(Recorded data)
Content starts

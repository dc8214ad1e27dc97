//! # Validate Subcommand
//!
//! Checks every output mapping of a model file against the mapper it
//! resolves to and prints one line per mapping.

use std::path::PathBuf;

use anyhow::Result;
use clap::Args;

use suro_core::Model;
use suro_results::{MapperRegistry, ResultsConfig, ValidationReport};

use crate::model::load_model;

/// Arguments for the `suro validate` subcommand.
#[derive(Args, Debug)]
pub struct ValidateArgs {
    /// Model file (JSON or YAML).
    #[arg(value_name = "MODEL")]
    pub model: PathBuf,
}

/// Execute the validate subcommand.
///
/// Returns exit code: 0 when every mapping is valid, 1 otherwise.
pub fn run_validate(args: &ValidateArgs, config: &ResultsConfig) -> Result<u8> {
    let registry = crate::build_registry(config)?;
    let model = load_model(&args.model)?;
    let failed = validate_model(&model, &registry);

    println!(
        "Mappings: {}/{} valid",
        model.output_mappings.len() - failed,
        model.output_mappings.len()
    );
    Ok(if failed > 0 { 1 } else { 0 })
}

/// Print a line per mapping and return the number of invalid mappings.
pub fn validate_model(model: &Model, registry: &MapperRegistry) -> usize {
    let mut failed = 0usize;
    for mapping in &model.output_mappings {
        let report = match registry.resolve(mapping) {
            Ok(mapper) => mapper.check(mapping),
            Err(e) => ValidationReport::fail(vec![e.to_string()]),
        };
        for warning in &report.warnings {
            println!("  WARN: {}: {warning}", mapping.file_name);
        }
        if report.is_valid {
            println!("  OK:   {} ({})", mapping.file_name, mapping.kind);
        } else {
            failed += 1;
            println!(
                "  FAIL: {} ({}): {}",
                mapping.file_name,
                mapping.kind,
                report.errors.join("; ")
            );
        }
    }
    failed
}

Content ends

§ TO DO
Working from the data above, extract solely the lines from the one containing "# Validate Subcommand" through the one containing "for warning in", exactly as they appear, both included.

§ RESPONSE
//! # Validate Subcommand
//!
//! Checks every output mapping of a model file against the mapper it
//! resolves to and prints one line per mapping.

use std::path::PathBuf;

use anyhow::Result;
use clap::Args;

use suro_core::Model;
use suro_results::{MapperRegistry, ResultsConfig, ValidationReport};

use crate::model::load_model;

/// Arguments for the `suro validate` subcommand.
#[derive(Args, Debug)]
pub struct ValidateArgs {
    /// Model file (JSON or YAML).
    #[arg(value_name = "MODEL")]
    pub model: PathBuf,
}

/// Execute the validate subcommand.
///
/// Returns exit code: 0 when every mapping is valid, 1 otherwise.
pub fn run_validate(args: &ValidateArgs, config: &ResultsConfig) -> Result<u8> {
    let registry = crate::build_registry(config)?;
    let model = load_model(&args.model)?;
    let failed = validate_model(&model, &registry);

    println!(
        "Mappings: {}/{} valid",
        model.output_mappings.len() - failed,
        model.output_mappings.len()
    );
    Ok(if failed > 0 { 1 } else { 0 })
}

/// Print a line per mapping and return the number of invalid mappings.
pub fn validate_model(model: &Model, registry: &MapperRegistry) -> usize {
    let mut failed = 0usize;
    for mapping in &model.output_mappings {
        let report = match registry.resolve(mapping) {
            Ok(mapper) => mapper.check(mapping),
            Err(e) => ValidationReport::fail(vec![e.to_string()]),
        };
        for warning in &report.warnings {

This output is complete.